**Description of the task**: Could you restate all of the entries, word for word?

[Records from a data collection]
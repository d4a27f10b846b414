//! Domain entities
//!
//! Core catalog entities and the derived snapshots served to the
//! dashboard.

use chrono::{DateTime, Utc};
use serde::{Deserialize, Serialize};

use crate::domain::funnel::WorkflowStage;

/// One catalog item. `id` is opaque and stable across stages; `sku` is
/// assigned once the item reaches `Ready` or later.
#[derive(Debug, Clone, Serialize, Deserialize)]
pub struct Product {
    pub id: String,
    pub sku: Option<String>,
    pub title: String,
    pub current_price: f64,
    pub stage: WorkflowStage,
    pub risk_level: RiskLevel,
    #[serde(rename = "createdAt")]
    pub created_at: DateTime<Utc>,
    #[serde(rename = "updatedAt")]
    pub updated_at: DateTime<Utc>,
}

/// Advisory risk flag. Does not gate stage transitions by itself.
#[derive(Debug, Clone, Copy, PartialEq, Eq, Hash, Serialize, Deserialize)]
#[serde(rename_all = "lowercase")]
pub enum RiskLevel {
    Low,
    Medium,
    High,
}

impl RiskLevel {
    pub fn as_str(self) -> &'static str {
        match self {
            Self::Low => "low",
            Self::Medium => "medium",
            Self::High => "high",
        }
    }

    pub fn parse(value: &str) -> Option<Self> {
        match value {
            "low" => Some(Self::Low),
            "medium" => Some(Self::Medium),
            "high" => Some(Self::High),
            _ => None,
        }
    }
}

/// Subset of product fields returned by search.
#[derive(Debug, Clone, PartialEq, Serialize, Deserialize)]
pub struct ProductProjection {
    pub id: String,
    pub title: String,
    #[serde(rename = "currentPrice")]
    pub current_price: f64,
    pub sku: Option<String>,
}

impl From<Product> for ProductProjection {
    fn from(product: Product) -> Self {
        Self {
            id: product.id,
            title: product.title,
            current_price: product.current_price,
            sku: product.sku,
        }
    }
}

/// Cumulative funnel snapshot: each stage count is the number of
/// products at or beyond that stage. Recomputed on every stats request,
/// never cached across requests.
#[derive(Debug, Clone, Default, PartialEq, Eq, Serialize, Deserialize)]
pub struct DashboardStats {
    pub total: u64,
    pub scraped: u64,
    pub calculated: u64,
    pub filtered: u64,
    pub ready: u64,
    pub listed: u64,
}

impl DashboardStats {
    pub fn count_for(&self, stage: WorkflowStage) -> u64 {
        match stage {
            WorkflowStage::Scraped => self.scraped,
            WorkflowStage::Calculated => self.calculated,
            WorkflowStage::Filtered => self.filtered,
            WorkflowStage::Ready => self.ready,
            WorkflowStage::Listed => self.listed,
        }
    }

    pub fn set_count(&mut self, stage: WorkflowStage, count: u64) {
        match stage {
            WorkflowStage::Scraped => self.scraped = count,
            WorkflowStage::Calculated => self.calculated = count,
            WorkflowStage::Filtered => self.filtered = count,
            WorkflowStage::Ready => self.ready = count,
            WorkflowStage::Listed => self.listed = count,
        }
    }
}

/// Connectivity probe payload for the `test_database` action.
#[derive(Debug, Clone, Serialize, Deserialize)]
pub struct DatabaseCheck {
    pub status: String,
    pub total_records: u64,
    pub message: String,
}

/// Filter-list record consulted by catalog filtering (the filtering
/// itself lives outside this core).
#[derive(Debug, Clone, Serialize, Deserialize)]
pub struct ProhibitedKeyword {
    pub id: i64,
    pub keyword: String,
    pub category: String,
    pub priority: i64,
    pub status: String,
    pub description: Option<String>,
    #[serde(rename = "createdAt")]
    pub created_at: DateTime<Utc>,
    #[serde(rename = "updatedAt")]
    pub updated_at: DateTime<Utc>,
}

/// Insert payload for the prohibited-keyword list.
#[derive(Debug, Clone, Deserialize)]
pub struct NewProhibitedKeyword {
    pub keyword: String,
    pub category: String,
    #[serde(default)]
    pub priority: i64,
    #[serde(default = "default_keyword_status")]
    pub status: String,
    #[serde(default)]
    pub description: Option<String>,
}

fn default_keyword_status() -> String {
    "active".to_string()
}

/// Partial update for a keyword record. `None` fields are left as-is.
#[derive(Debug, Clone, Default, Deserialize)]
pub struct KeywordPatch {
    pub keyword: Option<String>,
    pub category: Option<String>,
    pub priority: Option<i64>,
    pub status: Option<String>,
    pub description: Option<String>,
}

impl KeywordPatch {
    pub fn is_empty(&self) -> bool {
        self.keyword.is_none()
            && self.category.is_none()
            && self.priority.is_none()
            && self.status.is_none()
            && self.description.is_none()
    }
}

/// Adapter-level search criteria, produced by the search engine and
/// executed verbatim by the catalog store.
#[derive(Debug, Clone, Default)]
pub struct SearchCriteria {
    pub title_term: Option<String>,
    pub stage: Option<WorkflowStage>,
    pub risk_level: Option<RiskLevel>,
    pub min_price: Option<f64>,
    pub max_price: Option<f64>,
    pub limit: u32,
    pub offset: u32,
}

**Final answer**:
repository d4a27f10b846b414
//! Domain entities
//!
//! Core catalog entities and the derived snapshots served to the
//! dashboard.

use chrono::{DateTime, Utc};
use serde::{Deserialize, Serialize};

use crate::domain::funnel::WorkflowStage;

/// One catalog item. `id` is opaque and stable across stages; `sku` is
/// assigned once the item reaches `Ready` or later.
#[derive(Debug, Clone, Serialize, Deserialize)]
pub struct Product {
    pub id: String,
    pub sku: Option<String>,
    pub title: String,
    pub current_price: f64,
    pub stage: WorkflowStage,
    pub risk_level: RiskLevel,
    #[serde(rename = "createdAt")]
    pub created_at: DateTime<Utc>,
    #[serde(rename = "updatedAt")]
    pub updated_at: DateTime<Utc>,
}

/// Advisory risk flag. Does not gate stage transitions by itself.
#[derive(Debug, Clone, Copy, PartialEq, Eq, Hash, Serialize, Deserialize)]
#[serde(rename_all = "lowercase")]
pub enum RiskLevel {
    Low,
    Medium,
    High,
}

impl RiskLevel {
    pub fn as_str(self) -> &'static str {
        match self {
            Self::Low => "low",
            Self::Medium => "medium",
            Self::High => "high",
        }
    }

    pub fn parse(value: &str) -> Option<Self> {
        match value {
            "low" => Some(Self::Low),
            "medium" => Some(Self::Medium),
            "high" => Some(Self::High),
            _ => None,
        }
    }
}

/// Subset of product fields returned by search.
#[derive(Debug, Clone, PartialEq, Serialize, Deserialize)]
pub struct ProductProjection {
    pub id: String,
    pub title: String,
    #[serde(rename = "currentPrice")]
    pub current_price: f64,
    pub sku: Option<String>,
}

impl From<Product> for ProductProjection {
    fn from(product: Product) -> Self {
        Self {
            id: product.id,
            title: product.title,
            current_price: product.current_price,
            sku: product.sku,
        }
    }
}

/// Cumulative funnel snapshot: each stage count is the number of
/// products at or beyond that stage. Recomputed on every stats request,
/// never cached across requests.
#[derive(Debug, Clone, Default, PartialEq, Eq, Serialize, Deserialize)]
pub struct DashboardStats {
    pub total: u64,
    pub scraped: u64,
    pub calculated: u64,
    pub filtered: u64,
    pub ready: u64,
    pub listed: u64,
}

impl DashboardStats {
    pub fn count_for(&self, stage: WorkflowStage) -> u64 {
        match stage {
            WorkflowStage::Scraped => self.scraped,
            WorkflowStage::Calculated => self.calculated,
            WorkflowStage::Filtered => self.filtered,
            WorkflowStage::Ready => self.ready,
            WorkflowStage::Listed => self.listed,
        }
    }

    pub fn set_count(&mut self, stage: WorkflowStage, count: u64) {
        match stage {
            WorkflowStage::Scraped => self.scraped = count,
            WorkflowStage::Calculated => self.calculated = count,
            WorkflowStage::Filtered => self.filtered = count,
            WorkflowStage::Ready => self.ready = count,
            WorkflowStage::Listed => self.listed = count,
        }
    }
}

/// Connectivity probe payload for the `test_database` action.
#[derive(Debug, Clone, Serialize, Deserialize)]
pub struct DatabaseCheck {
    pub status: String,
    pub total_records: u64,
    pub message: String,
}

/// Filter-list record consulted by catalog filtering (the filtering
/// itself lives outside this core).
#[derive(Debug, Clone, Serialize, Deserialize)]
pub struct ProhibitedKeyword {
    pub id: i64,
    pub keyword: String,
    pub category: String,
    pub priority: i64,
    pub status: String,
    pub description: Option<String>,
    #[serde(rename = "createdAt")]
    pub created_at: DateTime<Utc>,
    #[serde(rename = "updatedAt")]
    pub updated_at: DateTime<Utc>,
}

/// Insert payload for the prohibited-keyword list.
#[derive(Debug, Clone, Deserialize)]
pub struct NewProhibitedKeyword {
    pub keyword: String,
    pub category: String,
    #[serde(default)]
    pub priority: i64,
    #[serde(default = "default_keyword_status")]
    pub status: String,
    #[serde(default)]
    pub description: Option<String>,
}

fn default_keyword_status() -> String {
    "active".to_string()
}

/// Partial update for a keyword record. `None` fields are left as-is.
#[derive(Debug, Clone, Default, Deserialize)]
pub struct KeywordPatch {
    pub keyword: Option<String>,
    pub category: Option<String>,
    pub priority: Option<i64>,
    pub status: Option<String>,
    pub description: Option<String>,
}

impl KeywordPatch {
    pub fn is_empty(&self) -> bool {
        self.keyword.is_none()
            && self.category.is_none()
            && self.priority.is_none()
            && self.status.is_none()
            && self.description.is_none()
    }
}

/// Adapter-level search criteria, produced by the search engine and
/// executed verbatim by the catalog store.
#[derive(Debug, Clone, Default)]
pub struct SearchCriteria {
    pub title_term: Option<String>,
    pub stage: Option<WorkflowStage>,
    pub risk_level: Option<RiskLevel>,
    pub min_price: Option<f64>,
    pub max_price: Option<f64>,
    pub limit: u32,
    pub offset: u32,
}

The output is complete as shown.